< xix, Portugal

Alberto (Augusto de Almeida) Pimentel (1849-1925)

Célebre publicista portuense, foi professor e fez carreira na função pública como Inspector das Escolas Primárias, Administrador do Concelho de Portalegre, redactor da Câmara dos Pares e deputado pelo Partido Regenerador. Cultivou quase todos os géneros literários, da poesia lírica, com Rosas Brancas, seu livro de estreia (1868), à poesia patriótica, com Lira Cívica (1868), e ao poema herói-cómico, com A Pena de Talião (1913); do romance histórico, com O Arco de Vandoma (1916), ao conto, com Contos ao Correr da Pena (1869); da crítica e teorização literária, parte dela reunida em Nervosos, Linfáticos e Sanguíneos (1872) e A Musa das Revoluções. Memória sobre a Poesia Popular Portuguesa nos Acontecimentos Políticos (1885), aos estudos biográficos, nomeadamente sobre Camilo Castelo Branco, de quem era admirador e amigo. Notabilizou-se como folhetinista, discorrendo sobre os assuntos mais diversos e revelando uma certa erudição literária e mundana. Parte desses folhetins deu origem aos volumes O Porto por Fora e por Dentro (1873), Através do Passado (1888), O Porto de Há Trinta Anos (1893) e Homens e Datas (s/d).

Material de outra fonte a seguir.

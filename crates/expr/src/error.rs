use std::fmt;

use serde::Serialize;

/// The two failure classes of the expression language.
#[derive(Debug, Clone, Copy, PartialEq, Eq, Hash, Serialize)]
pub enum ErrorKind {
    /// Malformed rule text.
    ParseError,
    /// Type or arity mismatch while reducing a call.
    EvalError,
}

impl fmt::Display for ErrorKind {
    fn fmt(&self, f: &mut fmt::Formatter<'_>) -> fmt::Result {
        match self {
            ErrorKind::ParseError => write!(f, "parse error"),
            ErrorKind::EvalError => write!(f, "eval error"),
        }
    }
}

/// An expression error. Carried either as the `Err` side of a `Result`
/// or embedded in a tree as [`Value::Error`](crate::Value::Error).
#[derive(Debug, Clone, PartialEq, Eq, Serialize, thiserror::Error)]
#[error("{kind}: {message}")]
pub struct ExprError {
    pub kind: ErrorKind,
    pub message: String,
}

impl ExprError {
    pub fn parse(message: impl Into<String>) -> Self {
        ExprError {
            kind: ErrorKind::ParseError,
            message: message.into(),
        }
    }

    pub fn eval(message: impl Into<String>) -> Self {
        ExprError {
            kind: ErrorKind::EvalError,
            message: message.into(),
        }
    }

    pub fn is_parse_error(&self) -> bool {
        self.kind == ErrorKind::ParseError
    }

    pub fn is_eval_error(&self) -> bool {
        self.kind == ErrorKind::EvalError
    }
}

Ao longo da sua longa carreira literária, colaborou em vários periódicos, como A Esperança (onde publicou desde cedo poesia e artigos de crítica, em favor de uma poética que conciliasse o idealismo de Lamartine com o panfletarismo de Vítor Hugo), Mocidade, A Folha, O Primeiro de Janeiro, Diário Ilustrado e Novidades.